Simulating Plane Strain Tests of Sand Specimen Reinforced with H-V Orthogonal Inclusions by PFC

Abstract

Soil reinforced with horizontal-vertical (H-V) orthogonal inclusions is a new concept of reinforced soil. In the H-V reinforced soil, besides the traditional horizontal reinforcements, vertical reinforced elements are also placed on the horizontal ones in spacing. When the soil structure reinforced with H-V inclusions is subjected to load, besides the frictional resistances between soil and the horizontal inclusions, passive resistances in the soil enclosed within the H-V reinforcing elements will be provided. Passive resistances and frictional ones not only strengthen the reinforced soil, but also restrict the deformation of the soil, and then increase the strength and stability greatly. The H-V inclusions influenced the movement of the soil particles and changed the shear band of the reinforced soil. A series of plane strain tests of sand specimen reinforced with H-V orthogonal inclusions were carried out. Particle Flow Code (PFC), based on the discrete element theory, was introduced to simulate the plane strain tests of H-V reinforced sand. The macro stressstrain relation of sand was reproduced and verified by PFC model. The occurrence and propagation of shear band was analyzed by the confining pressure-time history, and the displacement and movement of the soil particles of PFC model.

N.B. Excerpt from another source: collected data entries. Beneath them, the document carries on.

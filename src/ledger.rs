//! Retry ledger
//!
//! Items that failed under the `log` policy are written to
//! `<root>/.failed-downloads.json` in the catalog's own shape, lookup
//! parameters included, so `--retry-failed` re-runs the exact same units of
//! work.

use crate::catalog::Catalog;
use crate::error::LedgerError;
use std::io::Write;
use std::path::{Path, PathBuf};

/// File name of the ledger inside the destination root.
pub const LEDGER_FILE: &str = ".failed-downloads.json";

/// The ledger of one destination root.
#[derive(Debug, Clone)]
pub struct RetryLedger {
    path: PathBuf,
}

impl RetryLedger {
    pub fn new(root: &Path) -> Self {
        Self {
            path: root.join(LEDGER_FILE),
        }
    }

    pub fn path(&self) -> &Path {
        &self.path
    }

    pub fn exists(&self) -> bool {
        self.path.is_file()
    }

    /// Read the failures of the previous run.
    ///
    /// A missing ledger is [`LedgerError::NotFound`], never an empty catalog.
    pub fn load(&self) -> Result<Catalog, LedgerError> {
        let content = match std::fs::read_to_string(&self.path) {
            Ok(content) => content,
            Err(e) if e.kind() == std::io::ErrorKind::NotFound => {
                return Err(LedgerError::NotFound(self.path.clone()));
            }
            Err(source) => {
                return Err(LedgerError::Io {
                    path: self.path.clone(),
                    source,
                });
            }
        };
        serde_json::from_str(&content).map_err(|source| LedgerError::Parse {
            path: self.path.clone(),
            source,
        })
    }

    /// Replace the ledger with `failures`.
    ///
    /// Written to a temp file in the same directory and renamed into place, so
    /// an interrupted write leaves the previous ledger intact.
    pub fn save(&self, failures: &Catalog) -> Result<(), LedgerError> {
        let io_err = |source: std::io::Error| LedgerError::Io {
            path: self.path.clone(),
            source,
        };

        let content = serde_json::to_string_pretty(failures).map_err(|source| {
            LedgerError::Parse {
                path: self.path.clone(),
                source,
            }
        })?;

        let dir = self
            .path
            .parent()
            .filter(|p| !p.as_os_str().is_empty())
            .unwrap_or_else(|| Path::new("."));
        std::fs::create_dir_all(dir).map_err(io_err)?;

        let mut temp = tempfile::NamedTempFile::new_in(dir).map_err(io_err)?;
        temp.write_all(content.as_bytes()).map_err(io_err)?;
        temp.write_all(b"\n").map_err(io_err)?;
        temp.persist(&self.path).map_err(|e| io_err(e.error))?;

        tracing::info!(ledger = %self.path.display(), items = failures.len(), "retry ledger written");
        Ok(())
    }

    /// Remove the ledger. Succeeds when there is none.
    pub fn clear(&self) -> Result<(), LedgerError> {
        match std::fs::remove_file(&self.path) {
            Ok(()) => {
                tracing::debug!(ledger = %self.path.display(), "retry ledger cleared");
                Ok(())
            }
            Err(e) if e.kind() == std::io::ErrorKind::NotFound => Ok(()),
            Err(source) => Err(LedgerError::Io {
                path: self.path.clone(),
                source,
            }),
        }
    }
}
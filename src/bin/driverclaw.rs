//! driverclaw - fetch a catalog of drivers and tools and pack them
//!
//! Usage:
//!   driverclaw                         Download everything in catalog.toml
//!   driverclaw -c vendors.json -o out  Use another catalog and output directory
//!   driverclaw -r                      Retry the downloads that failed last time
//!   driverclaw -x                      Skip packing the result

use anyhow::{Context, Result};
use clap::Parser;
use driverclaw::core::progress;
use driverclaw::organize::{NativeZipPacker, Packer, SevenZip};
use driverclaw::{
    CancelToken, Catalog, ErrorPolicy, ExtractorKind, LedgerError, Orchestrator, RunError,
    RunMode, RunReport, Settings, output,
};
use std::path::{Path, PathBuf};
use std::process::ExitCode;
use tracing_subscriber::EnvFilter;

#[derive(Parser)]
#[command(name = "driverclaw")]
#[command(about = "Download vendor drivers and tools into one tidy folder and archive")]
#[command(version)]
struct Cli {
    /// Catalog of items to acquire (.toml or .json)
    #[arg(short, long, default_value = "catalog.toml")]
    catalog: PathBuf,

    /// Directory the downloads are organized into
    #[arg(short, long, default_value = "drivers")]
    output_dir: PathBuf,

    /// What to do when a download fails
    #[arg(short, long, value_enum, default_value_t = ErrorPolicy::Log)]
    error_handling: ErrorPolicy,

    /// Retry the downloads recorded as failed by the previous run
    #[arg(short, long)]
    retry_failed: bool,

    /// Do not pack the output directory
    #[arg(short = 'x', long)]
    no_archive: bool,

    /// Name of the archive to create
    #[arg(short = 'n', long, default_value = "driver-pack.zip")]
    archive_name: PathBuf,

    /// Compression level, 0 (store) to 9 (best)
    #[arg(short = 'l', long, default_value_t = 5, value_parser = clap::value_parser!(u8).range(0..=9))]
    compress_level: u8,

    /// Extra files or directories to pack alongside the output directory
    #[arg(short = 'f', long, num_args = 1..)]
    include_files: Vec<PathBuf>,

    /// Settings file, applied after the XDG config files
    #[arg(long, env = "DRIVERCLAW_CONFIG")]
    config: Option<PathBuf>,

    /// Show debug logging
    #[arg(short, long)]
    verbose: bool,
}

fn init_tracing(verbose: bool) {
    let default_level = if verbose { "debug" } else { "warn" };
    let filter = EnvFilter::try_from_env("DRIVERCLAW_LOG")
        .unwrap_or_else(|_| EnvFilter::new(default_level));

    let _ = tracing_subscriber::fmt()
        .with_env_filter(filter)
        .with_target(false)
        .with_writer(std::io::stderr)
        .try_init();
}

fn main() -> Result<ExitCode> {
    let cli = Cli::parse();
    init_tracing(cli.verbose);

    let settings = Settings::load(cli.config.as_deref())?;
    tracing::debug!(?settings, "settings resolved");

    let cancel = CancelToken::new();
    let handler_token = cancel.clone();
    ctrlc::set_handler(move || {
        eprintln!();
        output::warning("Interrupted, finishing the current step...");
        handler_token.cancel();
    })
    .context("Failed to set Ctrl-C handler")?;

    let orchestrator = Orchestrator::new(&cli.output_dir, &settings, cancel);

    let result = if cli.retry_failed {
        match orchestrator.retry(cli.error_handling) {
            Err(RunError::Ledger(LedgerError::NotFound(_))) => {
                output::info("Nothing to retry.");
                return Ok(ExitCode::FAILURE);
            }
            other => other,
        }
    } else {
        let catalog = Catalog::load(&cli.catalog)?;
        for warning in catalog.validate()? {
            output::warning(&warning);
        }
        for name in orchestrator.unknown_strategies(&catalog) {
            output::warning(&format!("No resolver for strategy '{}'; its items will fail", name));
        }
        orchestrator.run(&catalog, cli.error_handling, RunMode::Fresh)
    };

    let report = match result {
        Ok(report) => report,
        Err(e @ RunError::Aborted { .. }) => {
            output::error(&e.to_string());
            return Ok(ExitCode::FAILURE);
        }
        Err(e) => return Err(e.into()),
    };

    if !summarize(&report, &orchestrator) {
        return Ok(ExitCode::FAILURE);
    }

    if cli.no_archive {
        return Ok(ExitCode::SUCCESS);
    }

    let mut sources: Vec<&Path> = vec![cli.output_dir.as_path()];
    sources.extend(cli.include_files.iter().map(PathBuf::as_path));
    pack(&settings, &cli.archive_name, &sources, cli.compress_level)
}

/// Print the end-of-run summary. Returns false when the run must exit nonzero.
fn summarize(report: &RunReport, orchestrator: &Orchestrator) -> bool {
    let failed = report.failures.len();
    if failed > 0 {
        output::error(&format!("Total of {} download(s) failed.", failed));
        output::info(&format!(
            "Run again with -r to retry them (recorded in {}).",
            orchestrator.ledger().path().display()
        ));
        return false;
    }
    if report.cancelled {
        output::warning("Run cancelled before all items were attempted.");
        return false;
    }

    output::success(&format!(
        "{} of {} item(s) acquired",
        report.succeeded, report.attempted
    ));
    true
}

fn pack(settings: &Settings, archive: &Path, sources: &[&Path], level: u8) -> Result<ExitCode> {
    let packer: Box<dyn Packer> = match settings.extractor {
        ExtractorKind::Native => Box::new(NativeZipPacker),
        ExtractorKind::SevenZip => Box::new(SevenZip::new(&settings.seven_zip)),
    };

    output::action(&format!("Packing into {}", archive.display()));
    let status = progress::with_spinner("compressing", || packer.pack(archive, sources, level))
        .with_context(|| format!("Failed to create {}", archive.display()))?;

    if status != 0 {
        output::error(&format!("Archive tool exited with status {}", status));
        return Ok(ExitCode::FAILURE);
    }

    output::success(&format!("Created {}", archive.display()));
    Ok(ExitCode::SUCCESS)
}
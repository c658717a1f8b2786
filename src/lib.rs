//! Driver and tool acquisition pipeline
//!
//! Downloads a catalog of vendor installers and archives into a normalized
//! tree (`<root>/<category>/<path>/...`), keeps a retry ledger of what failed,
//! and packs the finished tree into one archive.
//!
//! # Catalog
//!
//! ```toml
//! [[display]]
//! path = "Nvidia"
//! url = { strategy = "page-link", page = "https://vendor.example/nvidia", pattern = "\\.exe$" }
//! file_type = "exe"
//!
//! [[network]]
//! path = "Intel LAN"
//! url = "https://cdn.example/intel-lan.zip"
//! file_type = "zip/folder"
//! ```
//!
//! # Pipeline
//!
//! For each item the [`Orchestrator`]:
//! 1. resolves the download URL with a [`resolve::Strategy`] and the run's
//!    browser session
//! 2. streams the payload into a temp file with the [`Fetcher`], rejecting
//!    HTML answers
//! 3. places it with the [`Organizer`]: installers are moved, archives are
//!    extracted, flattened and their executable renamed
//!
//! Failures are handled by the [`ErrorPolicy`]: `exit` stops the run, `log`
//! records the item in the [`RetryLedger`] for `--retry-failed`, `ignore`
//! drops it.

pub mod acquire;
pub mod catalog;
pub mod config;
pub mod core;
pub mod error;
pub mod ledger;
pub mod organize;
pub mod pipeline;
pub mod resolve;

pub use acquire::{DownloadResult, Fetcher};
pub use catalog::{Catalog, CatalogItem, Category, FileKind, Lookup, UrlSource};
pub use config::{ExtractorKind, Settings};
pub use crate::core::{CancelToken, output};
pub use error::{ItemError, LedgerError, ResolveError, RunError};
pub use ledger::RetryLedger;
pub use organize::Organizer;
pub use pipeline::{ErrorPolicy, Orchestrator, RunMode, RunReport};
pub use resolve::Resolvers;
//! Destination lock management
//!
//! Provides exclusive locking so two runs never write into the same
//! destination tree at once. The lock file sits next to the destination root
//! (`drivers` -> `drivers.lock`) because a fresh run deletes the root itself.

use fs2::FileExt;
use std::fs::File;
use std::path::{Path, PathBuf};

/// How old a lock file can be before it's considered stale (2 hours)
const STALE_LOCK_AGE_SECS: u64 = 7200;

/// Lock acquisition failures.
#[derive(Debug, thiserror::Error)]
pub enum LockError {
    #[error(
        "destination '{root}' is already in use by another run. If this is incorrect, delete '{lock}'"
    )]
    Busy { root: PathBuf, lock: PathBuf },

    #[error("failed to create lock file {path}: {source}")]
    Create {
        path: PathBuf,
        #[source]
        source: std::io::Error,
    },
}

/// Path of the lock file guarding `root`.
pub fn lock_path_for(root: &Path) -> PathBuf {
    let mut name = root
        .file_name()
        .map(|n| n.to_os_string())
        .unwrap_or_else(|| "destination".into());
    name.push(".lock");
    root.with_file_name(name)
}

fn is_stale_lock(lock_path: &Path) -> bool {
    if let Ok(metadata) = std::fs::metadata(lock_path)
        && let Ok(modified) = metadata.modified()
        && let Ok(age) = std::time::SystemTime::now().duration_since(modified)
    {
        return age.as_secs() > STALE_LOCK_AGE_SECS;
    }
    false
}

/// Whether another run still holds the lock on `lock_path`.
fn is_held(lock_path: &Path) -> bool {
    match File::open(lock_path) {
        // The probe lock is released when `file` closes.
        Ok(file) => file.try_lock_exclusive().is_err(),
        Err(_) => false,
    }
}

/// Acquire an exclusive lock on a destination root.
/// Returns a guard that releases the lock when dropped.
pub fn acquire_destination_lock(root: &Path) -> Result<DestinationLock, LockError> {
    let lock_path = lock_path_for(root);

    if lock_path.exists() && is_stale_lock(&lock_path) && !is_held(&lock_path) {
        tracing::warn!(lock = %lock_path.display(), "removing stale destination lock");
        let _ = std::fs::remove_file(&lock_path);
    }

    if let Some(parent) = lock_path.parent()
        && !parent.as_os_str().is_empty()
    {
        std::fs::create_dir_all(parent).map_err(|source| LockError::Create {
            path: lock_path.clone(),
            source,
        })?;
    }

    let lock_file = File::create(&lock_path).map_err(|source| LockError::Create {
        path: lock_path.clone(),
        source,
    })?;

    if lock_file.try_lock_exclusive().is_err() {
        return Err(LockError::Busy {
            root: root.to_path_buf(),
            lock: lock_path,
        });
    }

    Ok(DestinationLock {
        _file: lock_file,
        path: lock_path,
    })
}

/// RAII guard for a destination lock - releases the lock and deletes the lock file when dropped
#[derive(Debug)]
pub struct DestinationLock {
    _file: File,
    path: PathBuf,
}

impl DestinationLock {
    pub fn path(&self) -> &Path {
        &self.path
    }
}

impl Drop for DestinationLock {
    fn drop(&mut self) {
        let _ = std::fs::remove_file(&self.path);
    }
}
//! Common types and utilities shared across Magpie crates
//!
//! # Module Structure
//!
//! - `error` - Error types and API error codes
//! - `filename` - URL-to-filename derivation and collision handling

pub mod error;
pub mod filename;

pub use error::{ErrorCode, MagpieError};
pub use filename::{
    FALLBACK_FILENAME, MAX_FILENAME_LEN, filename_from_url, sanitize_filename, unique_name,
};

The effect of configuration of H-V inclusions, stiffness and position of the reinforcements, particle size on the formation and extension process of the shear band were discussed. The comparison between the results from plane strain tests of sand specimen reinforced with H-V orthogonal inclusions and the ones by PFC shows the PFC model can simulate the propagation of shear band and failure of the sand specimen reinforced with H-V orthogonal inclusions accurately.